36. OTEC  Next, cold water from the deep ocean is used to cool the steam, condensing it back to water, so it can be used again.  The cold water heats up in the process, so it is returned to the surface as warm water.  Fresh water is made as a byproduct of this process.

37. OTEC

38.  OTEC remains impractical today, as pumping deep water to the surfaces uses about one-third of the energy that would be produced.  Also, the ecological consequences of continually pumping deep water to the surface remains unknown.

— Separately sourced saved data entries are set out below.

//! Registry error types

use thiserror::Error;

use crate::stage::ModelStage;

#[derive(Debug, Error)]
pub enum RegistryError {
    #[error("version not found: {model_name} v{version}")]
    NotFound { model_name: String, version: u32 },

    #[error("artifact {artifact_ref} already registered for {model_name} as v{existing_version}")]
    DuplicateRegistration { model_name: String, artifact_ref: String, existing_version: u32 },

    #[error("invalid stage transition from {from} to {to}")]
    InvalidTransition { from: ModelStage, to: ModelStage },

    #[error("{model_name} already has v{current} in Production")]
    ProductionOccupied { model_name: String, current: u32 },

    #[error("concurrent modification of {model_name} production stage")]
    ConcurrentModification { model_name: String },

    #[error("invalid model name {0:?}")]
    InvalidModelName(String),

    #[error("artifact reference must not be empty")]
    InvalidArtifactRef,

    #[error("metric value must be finite, got {0}")]
    InvalidMetric(f64),

    #[error("storage error: {0}")]
    Storage(#[from] sled::Error),

    #[error("serialization error: {0}")]
    Serialization(#[from] serde_json::Error),
}

impl RegistryError {
    pub(crate) fn not_found(model_name: &str, version: u32) -> Self {
        RegistryError::NotFound { model_name: model_name.to_string(), version }
    }

    /// Only a lost compare-and-swap is worth repeating; everything else is deterministic.
    pub fn is_retryable(&self) -> bool {
        matches!(self, RegistryError::ConcurrentModification { .. })
    }
}

pub type Result<T> = std::result::Result<T, RegistryError>;

#[cfg(test)]
mod tests {
    use super::*;

    #[test]
    fn only_conflicts_are_retryable() {
        assert!(RegistryError::ConcurrentModification { model_name: "m".into() }.is_retryable());
        assert!(!RegistryError::not_found("m", 1).is_retryable());
        assert!(!RegistryError::InvalidTransition { from: ModelStage::Archived, to: ModelStage::Production }.is_retryable());
    }

    #[test]
    fn messages_name_the_version() {
        assert_eq!(RegistryError::not_found("noshow-predictor", 7).to_string(), "version not found: noshow-predictor v7");
        let err = RegistryError::InvalidTransition { from: ModelStage::Archived, to: ModelStage::Production };
        assert_eq!(err.to_string(), "invalid stage transition from Archived to Production");
    }
}
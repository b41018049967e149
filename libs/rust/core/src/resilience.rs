//! Bounded retry with exponential backoff and jitter.
//!
//! Callers are synchronous, so the backoff blocks the calling thread.

use rand::{thread_rng, Rng};
use std::time::Duration;
use tracing::debug;

use crate::metrics::PROMOTION_METRICS;

#[derive(Debug, Clone)]
pub struct RetryConfig {
    /// Retries after the first attempt. Zero means a single attempt.
    pub max_retries: usize,
    pub base_delay: Duration,
    pub max_delay: Duration,
    pub jitter: f64, // 0.0 - 1.0
}
impl Default for RetryConfig { fn default() -> Self { Self { max_retries: 3, base_delay: Duration::from_millis(10), max_delay: Duration::from_millis(250), jitter: 0.25 } } }

impl RetryConfig {
    /// Backoff before retry number `attempt + 1`, before jitter is applied.
    pub fn backoff(&self, attempt: usize) -> Duration {
        let exp = self.base_delay.mul_f64(2f64.powi(attempt.min(30) as i32));
        std::cmp::min(exp, self.max_delay)
    }

    fn jittered(&self, attempt: usize) -> Duration {
        let delay = self.backoff(attempt);
        if self.jitter <= 0.0 { return delay; }
        let jitter_ms = (delay.as_millis() as f64 * self.jitter) as i64;
        let offset: i64 = thread_rng().gen_range(-jitter_ms..=jitter_ms);
        Duration::from_millis((delay.as_millis() as i64 + offset).max(0) as u64)
    }
}

/// Run `op` until it succeeds, fails with an error `retryable` rejects, or retries run out.
///
/// `op` receives the zero-based attempt number. The last error is returned unchanged.
pub fn retry_with_backoff<T, E, F, P>(cfg: &RetryConfig, mut retryable: P, mut op: F) -> Result<T, E>
where
    F: FnMut(usize) -> Result<T, E>,
    P: FnMut(&E) -> bool,
{
    let mut attempt = 0;
    loop {
        match op(attempt) {
            Ok(v) => return Ok(v),
            Err(e) if attempt >= cfg.max_retries || !retryable(&e) => return Err(e),
            Err(_) => {
                let delay = cfg.jittered(attempt);
                PROMOTION_METRICS.retries_total.add(1, &[]);
                debug!(attempt, delay_ms = delay.as_millis() as u64, "retrying after retryable failure");
                if !delay.is_zero() { std::thread::sleep(delay); }
            }
        }
        attempt += 1;
    }
}
//! Promotion service: the training pipeline's entry point into the model registry.

pub mod cli;

use anyhow::Result;
use serde_json::{json, Value};
use std::sync::Arc;
use tracing::{info, instrument};

use cli::{Cli, Command};
use mlops_core::{RegistryConfig, StoreBackend};
use model_registry::{
    InMemoryStore, MetricDirection, NewVersion, PromotionEngine, PromotionPolicy, RegistryError, RegistryStore,
    RegistrySummary, SledStore,
};

/// Open the configured store and execute one command. The returned JSON is
/// what the binary prints on stdout.
///
/// The sled file lock admits one process at a time, so concurrent runs on the
/// same path queue in `SledStore::open_with_retry` and then execute in turn.
pub fn run(cli: Cli, cfg: &RegistryConfig) -> Result<Value> {
    let policy = PromotionPolicy::from_config(&cfg.promotion);
    match cfg.store.backend {
        StoreBackend::Sled => {
            let store = SledStore::open_with_retry(&cfg.store.path, &cfg.store.open_retry_config())?;
            execute(&PromotionEngine::new(Arc::new(store), policy), cli.command)
        }
        StoreBackend::Memory => execute(&PromotionEngine::new(Arc::new(InMemoryStore::new()), policy), cli.command),
    }
}

#[instrument(skip(engine))]
pub fn execute<S: RegistryStore>(engine: &PromotionEngine<S>, command: Command) -> Result<Value> {
    let default_direction = engine.policy().direction;
    let direction = |arg: Option<cli::DirectionArg>| arg.map(MetricDirection::from).unwrap_or(default_direction);
    let store = engine.store();

    let output = match command {
        Command::Register(args) => {
            let mut new = NewVersion::new(&args.model, &args.artifact, args.metric);
            new.parameters.extend(args.params);
            if args.promote {
                let (version, promotion) = engine.register_and_promote(new, direction(args.direction))?;
                json!({ "version": version, "promotion": promotion })
            } else {
                match engine.register_version(new) {
                    Ok(version) => json!({ "version": version }),
                    Err(RegistryError::DuplicateRegistration { existing_version, .. }) => {
                        let version = store.get_version(&args.model, existing_version)?;
                        info!(model = %args.model, existing_version, "artifact already registered");
                        json!({ "version": version, "duplicate": true })
                    }
                    Err(e) => return Err(e.into()),
                }
            }
        }
        Command::Promote(args) => serde_json::to_value(engine.auto_promote(&args.model, args.version, direction(args.direction))?)?,
        Command::Production(args) => serde_json::to_value(store.get_production(&args.model)?)?,
        Command::List(args) => serde_json::to_value(store.list_versions(&args.model)?)?,
        Command::Models => serde_json::to_value(store.list_models()?)?,
        Command::Transition(args) => {
            serde_json::to_value(engine.transition_stage(&args.model, args.version, args.stage, args.reason.as_deref())?)?
        }
        Command::History(args) => serde_json::to_value(store.transition_history(&args.model)?)?,
        Command::Summary(args) => {
            let versions = store.list_versions(&args.model)?;
            serde_json::to_value(RegistrySummary::from_versions(&args.model, &versions, direction(args.direction)))?
        }
        Command::Demo(args) => demo(engine, &args.model)?,
    };
    Ok(output)
}

/// Baseline first, then a regression that must be rejected, then an improvement that must win.
fn demo<S: RegistryStore>(engine: &PromotionEngine<S>, model: &str) -> Result<Value> {
    let runs = [("baseline", 0.7088), ("regression", 0.6120), ("tuned", 0.9347)];
    let mut steps = Vec::with_capacity(runs.len());
    for (label, metric) in runs {
        let new = NewVersion::new(model, &format!("demo/{model}/{label}"), metric).with_parameter("run", label);
        let (version, promotion) = engine.register_and_promote(new, engine.policy().direction)?;
        info!(label, version = version.version, outcome = promotion.outcome(), "demo step");
        steps.push(json!({ "run": label, "version": version.version, "promotion": promotion }));
    }
    let versions = engine.store().list_versions(model)?;
    let summary = RegistrySummary::from_versions(model, &versions, engine.policy().direction);
    Ok(json!({ "steps": steps, "summary": summary }))
}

39. Hydrogen Fuels  Hydrogen gas (H 2 ) can be burned as a fuel, much more cleanly than fossil fuels.  While hydrogen is the most abundant element in the universe, H 2 does NOT exist naturally on Earth.  This means we have to extract it from other compounds, such as H 2 O or CH 4.

40. Hydrogen Fuels  As such, hydrogen fuels require an input of energy at some point before they can be produced.  This energy may come from renewable or non-renewable sources!  Hydrogen fuel cannot be made very efficiently today. Furthermore, it is not very efficient, and so must be compressed before it can be a viable fuel.